Eletrobrás

 

02/02/2010

 Licença para Belo Monte

Estudos aprovados pelo Ibama representam mudança de paradigma na construção de hidrelétricas

 

Após mais de duas décadas de estudos, diversas audiências públicas, debates e ajustes, a concessão, pelo Instituto Brasileiro de Meio Ambiente e Recursos Hídricos (Ibama), da licença ambiental prévia do projeto da hidrelétrica de Belo Monte, no rio Xingu (PA), significa, para a Eletrobrás, não apenas a possibilidade de assegurar a geração de energia necessária ao país, mas também a concretização de um projeto que representa uma importante mudança de paradigma na construção de empreendimentos hidrelétricos. “Ao longo desses 20 anos, o projeto de Belo Monte foi sucessivamente otimizado.
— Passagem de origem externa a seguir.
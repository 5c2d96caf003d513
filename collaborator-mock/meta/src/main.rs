fn main() {
    multiversx_sc_meta_lib::cli_main::<vault_collaborator_mock::AbiProvider>();
}
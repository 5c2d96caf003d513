use multiversx_sc::proxy_imports::*;

/// Handler contract that applies the domain effect of a passed proposal.
pub struct ProposalEffectProxy;

impl<Env, From, To, Gas> TxProxyTrait<Env, From, To, Gas> for ProposalEffectProxy
where
    Env: TxEnv,
    From: TxFrom<Env>,
    To: TxTo<Env>,
    Gas: TxGas<Env>,
{
    type TxProxyMethods = ProposalEffectProxyMethods<Env, From, To, Gas>;

    fn proxy_methods(self, tx: Tx<Env, From, To, (), Gas, (), ()>) -> Self::TxProxyMethods {
        ProposalEffectProxyMethods { wrapped_tx: tx }
    }
}

pub struct ProposalEffectProxyMethods<Env, From, To, Gas>
where
    Env: TxEnv,
    From: TxFrom<Env>,
    To: TxTo<Env>,
    Gas: TxGas<Env>,
{
    wrapped_tx: Tx<Env, From, To, (), Gas, (), ()>,
}

impl<Env, From, To, Gas> ProposalEffectProxyMethods<Env, From, To, Gas>
where
    Env: TxEnv,
    Env::Api: VMApi,
    From: TxFrom<Env>,
    To: TxTo<Env>,
    Gas: TxGas<Env>,
{
    pub fn apply_proposal<Arg0: ProxyArg<u64>>(
        self,
        proposal_id: Arg0,
    ) -> TxTypedCall<Env, From, To, NotPayable, Gas, ()> {
        self.wrapped_tx
            .payment(NotPayable)
            .raw_call("applyProposal")
            .argument(&proposal_id)
            .original_result()
    }
}
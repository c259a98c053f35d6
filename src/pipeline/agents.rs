//! External agent seams for the download pipeline.
//!
//! Raw audio retrieval and format conversion are performed by external
//! programs. The pipeline depends only on the [`FetchAgent`] and
//! [`TranscodeAgent`] traits; tests substitute programmable doubles, and the
//! CLI wires in the subprocess-backed implementations below.

use std::path::{Path, PathBuf};
use std::process::Stdio;

use async_trait::async_trait;
use thiserror::Error;
use tokio::process::Command;
use tracing::{debug, instrument};

/// Errors produced by fetch/transcode agents.
#[derive(Debug, Error)]
pub enum AgentError {
    /// The agent program could not be spawned or its output read.
    #[error("failed to run '{program}': {source}")]
    Io {
        /// Program that was invoked.
        program: String,
        /// Underlying IO failure.
        #[source]
        source: std::io::Error,
    },

    /// The agent program exited with a failure status.
    #[error("'{program}' exited with status {status}: {stderr}")]
    CommandFailed {
        /// Program that was invoked.
        program: String,
        /// Exit status description.
        status: String,
        /// Captured standard error, trimmed.
        stderr: String,
    },

    /// The agent reported success but produced no artifact.
    #[error("no artifact produced in '{}'", .0.display())]
    ArtifactMissing(PathBuf),
}

/// Retrieves the raw audio artifact for a key into a destination directory.
#[async_trait]
pub trait FetchAgent: Send + Sync {
    /// Fetches the raw artifact for `key` into `dest_dir` and returns its
    /// path. Must be safely re-invokable: a prior partial or complete fetch
    /// into the same directory is the implementation's concern.
    ///
    /// # Errors
    ///
    /// Returns [`AgentError`] when the fetch fails; the pipeline isolates
    /// the failure to this candidate.
    async fn fetch(&self, key: &str, dest_dir: &Path) -> Result<PathBuf, AgentError>;
}

/// Converts a raw artifact into the final distributable format.
#[async_trait]
pub trait TranscodeAgent: Send + Sync {
    /// Converts `raw` into `output`. Deleting the raw artifact is the
    /// pipeline's responsibility, only after this returns success.
    ///
    /// # Errors
    ///
    /// Returns [`AgentError`] when conversion fails or produces no output.
    async fn transcode(&self, raw: &Path, output: &Path) -> Result<(), AgentError>;
}

/// Runs one agent subprocess to completion, capturing stderr for reporting.
async fn run_agent_command(program: &str, command: &mut Command) -> Result<(), AgentError> {
    let output = command
        .stdin(Stdio::null())
        .stdout(Stdio::piped())
        .stderr(Stdio::piped())
        .output()
        .await
        .map_err(|source| AgentError::Io {
            program: program.to_string(),
            source,
        })?;

    if !output.status.success() {
        return Err(AgentError::CommandFailed {
            program: program.to_string(),
            status: output.status.to_string(),
            stderr: String::from_utf8_lossy(&output.stderr).trim().to_string(),
        });
    }

    Ok(())
}

/// Production fetch agent that shells out to the external downloader CLI.
///
/// Invokes `program [base_args..] --asin <key> --output-dir <dest_dir>` and
/// then locates the artifact the program wrote into the (per-key)
/// destination directory.
#[derive(Debug, Clone)]
pub struct CliFetchAgent {
    program: String,
    base_args: Vec<String>,
}

impl CliFetchAgent {
    /// Creates a fetch agent invoking `program` with the given base
    /// arguments before the per-call `--asin`/`--output-dir` pair.
    #[must_use]
    pub fn new(program: &str, base_args: Vec<String>) -> Self {
        Self {
            program: program.to_string(),
            base_args,
        }
    }

    /// Picks the fetched artifact out of the destination directory.
    ///
    /// The directory is keyed by the book's identifier and starts empty, so
    /// any regular file in it belongs to this fetch; with several, the
    /// lexicographically first is chosen so repeated runs agree.
    fn locate_artifact(dest_dir: &Path) -> Result<PathBuf, AgentError> {
        let mut files: Vec<PathBuf> = std::fs::read_dir(dest_dir)
            .map_err(|source| AgentError::Io {
                program: "read_dir".to_string(),
                source,
            })?
            .filter_map(std::result::Result::ok)
            .map(|entry| entry.path())
            .filter(|path| path.is_file())
            .collect();

        files.sort();
        files
            .into_iter()
            .next()
            .ok_or_else(|| AgentError::ArtifactMissing(dest_dir.to_path_buf()))
    }
}

#[async_trait]
impl FetchAgent for CliFetchAgent {
    #[instrument(skip(self, dest_dir), fields(program = %self.program, key = %key))]
    async fn fetch(&self, key: &str, dest_dir: &Path) -> Result<PathBuf, AgentError> {
        debug!(dest_dir = %dest_dir.display(), "running fetch agent");

        let mut command = Command::new(&self.program);
        command
            .args(&self.base_args)
            .arg("--asin")
            .arg(key)
            .arg("--output-dir")
            .arg(dest_dir);

        run_agent_command(&self.program, &mut command).await?;
        Self::locate_artifact(dest_dir)
    }
}

/// Production transcode agent that shells out to a converter program.
///
/// Argument templates substitute `{input}` with the raw artifact path and
/// `{output}` with the final artifact path.
#[derive(Debug, Clone)]
pub struct CliTranscodeAgent {
    program: String,
    args_template: Vec<String>,
}

impl CliTranscodeAgent {
    /// Creates a transcode agent invoking `program` with the given argument
    /// template.
    #[must_use]
    pub fn new(program: &str, args_template: Vec<String>) -> Self {
        Self {
            program: program.to_string(),
            args_template,
        }
    }

    fn substituted_args(&self, raw: &Path, output: &Path) -> Vec<String> {
        self.args_template
            .iter()
            .map(|arg| {
                arg.replace("{input}", &raw.display().to_string())
                    .replace("{output}", &output.display().to_string())
            })
            .collect()
    }
}

#[async_trait]
impl TranscodeAgent for CliTranscodeAgent {
    #[instrument(skip(self, raw, output), fields(program = %self.program, raw = %raw.display()))]
    async fn transcode(&self, raw: &Path, output: &Path) -> Result<(), AgentError> {
        let args = self.substituted_args(raw, output);
        debug!(?args, "running transcode agent");

        let mut command = Command::new(&self.program);
        command.args(&args);
        run_agent_command(&self.program, &mut command).await?;

        // Success is only believed when the output actually exists.
        if !output.is_file() {
            return Err(AgentError::ArtifactMissing(output.to_path_buf()));
        }

        Ok(())
    }
}
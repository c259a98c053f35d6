//! Normalization of raw catalog entries into the canonical book shape.
//!
//! Fills placeholder sentinels for fields the service did not report, joins
//! contributor names into a single author string, and strips markup from
//! description text.

use std::sync::LazyLock;

use regex::Regex;
use thiserror::Error;

use super::RawCatalogEntry;
use crate::store::{BookStatus, NO_DESCRIPTION, NewBook, UNKNOWN_AUTHOR, UNKNOWN_LENGTH};

/// Matches markup tags in summary text.
static MARKUP_TAG: LazyLock<Regex> =
    LazyLock::new(|| Regex::new(r"<[^<]+?>").expect("markup regex is valid")); // Static pattern, safe to panic

/// Errors for catalog entries that cannot be normalized.
///
/// These are per-record failures: the sync phase skips the entry, reports
/// it, and continues with the rest of the feed.
#[derive(Debug, Clone, Error, PartialEq, Eq)]
pub enum NormalizeError {
    /// Entry carried no usable identifier.
    #[error("catalog entry missing identifier (title: '{title}')")]
    MissingKey {
        /// Title of the offending entry, for reporting.
        title: String,
    },

    /// Entry carried no usable title.
    #[error("catalog entry missing title (key: '{key}')")]
    MissingTitle {
        /// Identifier of the offending entry, for reporting.
        key: String,
    },
}

/// Removes markup tags from description text.
#[must_use]
pub fn strip_markup(text: &str) -> String {
    MARKUP_TAG.replace_all(text, "").into_owned()
}

/// Joins contributor names into the canonical author string.
///
/// Contributors come from the `contributors` list, falling back to `authors`
/// when it is empty. Entries with an explicit non-author role (narrators,
/// translators) are excluded; entries with no role are kept.
fn join_authors(entry: &RawCatalogEntry) -> String {
    let contributors = if entry.contributors.is_empty() {
        &entry.authors
    } else {
        &entry.contributors
    };

    let names: Vec<&str> = contributors
        .iter()
        .filter(|contributor| {
            contributor
                .role
                .as_deref()
                .is_none_or(|role| role == "Author")
        })
        .map(|contributor| contributor.name.as_str())
        .collect();

    names.join(", ")
}

/// Maps a raw catalog entry into the canonical [`NewBook`] shape.
///
/// Missing fields are filled with their placeholder sentinels; `status` is
/// assigned from the feed the entry arrived in (library or wishlist).
///
/// # Errors
///
/// Returns [`NormalizeError`] when the entry carries no identifier or no
/// title; such entries are skipped by the sync phase.
pub fn normalize_entry(
    entry: &RawCatalogEntry,
    status: BookStatus,
) -> Result<NewBook, NormalizeError> {
    let title = entry
        .title
        .as_deref()
        .map(str::trim)
        .filter(|title| !title.is_empty());
    let key = entry
        .asin
        .as_deref()
        .map(str::trim)
        .filter(|key| !key.is_empty());

    let (key, title) = match (key, title) {
        (Some(key), Some(title)) => (key, title),
        (None, title) => {
            return Err(NormalizeError::MissingKey {
                title: title.unwrap_or_default().to_string(),
            });
        }
        (Some(key), None) => {
            return Err(NormalizeError::MissingTitle {
                key: key.to_string(),
            });
        }
    };

    let author = join_authors(entry);
    let author = if author.is_empty() {
        UNKNOWN_AUTHOR.to_string()
    } else {
        author
    };

    let description = entry
        .summary
        .as_deref()
        .or(entry.merchandising_summary.as_deref())
        .map(strip_markup)
        .map(|text| text.trim().to_string())
        .filter(|text| !text.is_empty())
        .unwrap_or_else(|| NO_DESCRIPTION.to_string());

    let length = entry
        .runtime_length_min
        .map_or_else(|| UNKNOWN_LENGTH.to_string(), |minutes| minutes.to_string());

    let cover_url = entry
        .product_images
        .get("500")
        .filter(|url| !url.is_empty())
        .cloned();

    let finished = entry
        .listening_status
        .as_ref()
        .and_then(|listening| listening.status.as_deref())
        .is_some_and(|progress| progress == "Finished");

    Ok(NewBook {
        key: key.to_string(),
        title: title.to_string(),
        author,
        description,
        length,
        cover_url,
        status,
        finished,
    })
}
A usina que em breve será licitada é um projeto consistente e equilibrado, que assegurará parte importante do suprimento de energia previsto no Plano Nacional de Energia 2030 do Ministério de Minas e Energia, mas também trará grandes benefícios à população local”, ressalta o presidente da Eletrobrás, José Antonio Muniz.

 

Maior obra do Programa de Aceleração do Crescimento (PAC), Belo Monte será a segunda maior usina hidrelétrica do país, atrás apenas de Itaipu, e a terceira no mundo. Os estudos capitaneados pela Eletrobrás possibilitaram a configuração de um projeto com capacidade instalada de 11.233 MW e apenas 516 quilômetros quadrados de área alagada, dos quais 200 quilômetros quadrados já são inundados durante os períodos de cheia do rio Xingu – a terceira melhor relação do país para empreendimentos acima de mil MW de potência instalada.

 

A viabilidade social e ambiental é parte importante do projeto. Os estudos preveem o reassentamento de milhares de pessoas que, atualmente, vivem em condições subumanas, sendo desabrigadas sazonalmente pelas cheias do rio Xingu. Urbanização, saneamento básico, energia elétrica, criação e operação de centros comunitários estão entre os benefícios sociais que advirão da construção da usina. “Não falamos de um enclave na Amazônia para beneficiar o restante do país. Falamos de alavancar o contexto de desenvolvimento regional, ouvindo as demandas da população local e estudando soluções que, conduzidas com excelência e ética, resultarão na melhoria da qualidade de vida do país, especialmente nas regiões Norte e Nordeste”, avalia o presidente da Eletrobrás.

 

A usina, que de acordo com o Ministério de Minas e Energia deve ir a leilão em março, tem previsão de início de geração para 2015.